--- YOUR TASK ---
Go through the data and retrieve each line that includes the string "tests".

--- ENTRIES SUPPLIED ---
//! # Key Interceptor
//!
//! The per-keystroke classifier. Given one key input, decide whether the
//! host's default handling should run, a substituted string should be
//! inserted, or the keystroke should be swallowed entirely.
//!
//! This is a pure function of the input — no state survives between
//! events, and nothing here knows about crossterm or the editor widget.
//! The TUI layer translates terminal events into [`KeyInput`] values and
//! applies the returned [`Decision`].

use crate::core::keymap::{self, Substitution};

/// One of the four navigation directions.
#[derive(Debug, Clone, Copy, PartialEq, Eq)]
pub enum ArrowKey {
    Left,
    Right,
    Up,
    Down,
}

/// A keystroke as seen by the interceptor.
///
/// `Char` carries the character with modifiers already applied (so `Shift+q`
/// arrives as `'Q'`); `Arrow` is the key identity with modifiers stripped.
#[derive(Debug, Clone, Copy, PartialEq, Eq)]
pub enum KeyInput {
    Char(char),
    Arrow(ArrowKey),
}

/// The outcome for one keystroke.
#[derive(Debug, Clone, PartialEq, Eq)]
pub enum Decision {
    /// Hand the event back to default handling: arrows move the cursor,
    /// printable characters self-insert.
    Forward,
    /// Insert this string at the cursor in place of the typed character.
    Insert(String),
    /// Consume the keystroke and insert nothing. This is a suppressed
    /// table slot, not a pass-through.
    Suppress,
}

/// Classify one keystroke.
///
/// Arrow keys are always forwarded, whatever modifiers were held. Letters,
/// symbols, and punctuation go through the keymap: a mapped slot becomes an
/// insertion, a suppressed slot swallows the keystroke, and a miss inserts
/// the original character (identity insertion). Everything else — digits,
/// space — is forwarded to default handling.
pub fn intercept(input: &KeyInput) -> Decision {
    match input {
        KeyInput::Arrow(_) => Decision::Forward,
        KeyInput::Char(c) => {
            if !is_mappable(*c) {
                return Decision::Forward;
            }
            match keymap::lookup(*c) {
                Some(Substitution::Glyph(g)) => Decision::Insert(g.to_string()),
                Some(Substitution::Suppressed) => Decision::Suppress,
                None => Decision::Insert(c.to_string()),
            }
        }
    }
}

/// Characters eligible for table lookup: letters and punctuation/symbols.
fn is_mappable(c: char) -> bool {
    c.is_alphabetic() || c.is_ascii_punctuation()
}

#[cfg(test)]
mod tests {
    use super::*;

    #[test]
    fn mapped_lowercase_key_inserts_glyph() {
        let d = intercept(&KeyInput::Char('q'));
        assert_eq!(d, Decision::Insert("ၸ".to_string()));
    }

    #[test]
    fn mapped_shifted_key_inserts_glyph() {
        let d = intercept(&KeyInput::Char('Q'));
        assert_eq!(d, Decision::Insert("ၹ".to_string()));
    }

    #[test]
    fn suppressed_slot_swallows_keystroke() {
        assert_eq!(intercept(&KeyInput::Char('T')), Decision::Suppress);
    }

    #[test]
    fn unmapped_punctuation_inserts_itself() {
        // '!' is punctuation but has no table slot: identity insertion,
        // not pass-through.
        assert_eq!(intercept(&KeyInput::Char('!')), Decision::Insert("!".to_string()));
    }

    #[test]
    fn digits_and_space_are_forwarded() {
        assert_eq!(intercept(&KeyInput::Char('5')), Decision::Forward);
        assert_eq!(intercept(&KeyInput::Char(' ')), Decision::Forward);
    }

    #[test]
    fn arrows_are_always_forwarded() {
        for arrow in [ArrowKey::Left, ArrowKey::Right, ArrowKey::Up, ArrowKey::Down] {
            assert_eq!(intercept(&KeyInput::Arrow(arrow)), Decision::Forward);
        }
    }

    #[test]
    fn classification_is_stateless() {
        // Same input, same decision, however many events came before.
        let first = intercept(&KeyInput::Char('s'));
        for c in ['a', 'T', '5', 's'] {
            intercept(&KeyInput::Char(c));
        }
        assert_eq!(intercept(&KeyInput::Char('s')), first);
    }
}
//! # TUI Components
//!
//! This module contains all UI components for the terminal interface.
//!
//! ## Component Architecture
//!
//! Components follow two patterns:
//!
//! ### Stateless Components (Props-Based Rendering)
//!
//! Simple display components that receive all data as props:
//! - `TitleBar`: Top status bar showing remap state and status
//!
//! ### Stateful Components (Event-Driven)
//!
//! Components that manage local state and emit events:
//! - `NoteEditor`: The note surface — owns the text buffer and applies
//!   the interceptor's per-keystroke decisions
//!
//! ## Design Philosophy
//!
//! Each component file contains everything related to that component:
//! state types, event types, rendering logic, event handling, and tests.
//! External data arrives as "props" (struct fields set by the parent), not
//! by reaching into global state, which keeps dependencies explicit and
//! components testable.
//!
//! ```text
//! components/
//! ├── mod.rs           (this file)
//! ├── title_bar.rs     (top status bar)
//! └── editor/          (note surface with QWERTY→Shan substitution)
//! ```

mod title_bar;
pub use title_bar::TitleBar;

pub mod editor;
pub use editor::{EditorEvent, NoteEditor};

--- ANSWER TO THE EXERCISE ---
mod tests {
//! state types, event types, rendering logic, event handling, and tests.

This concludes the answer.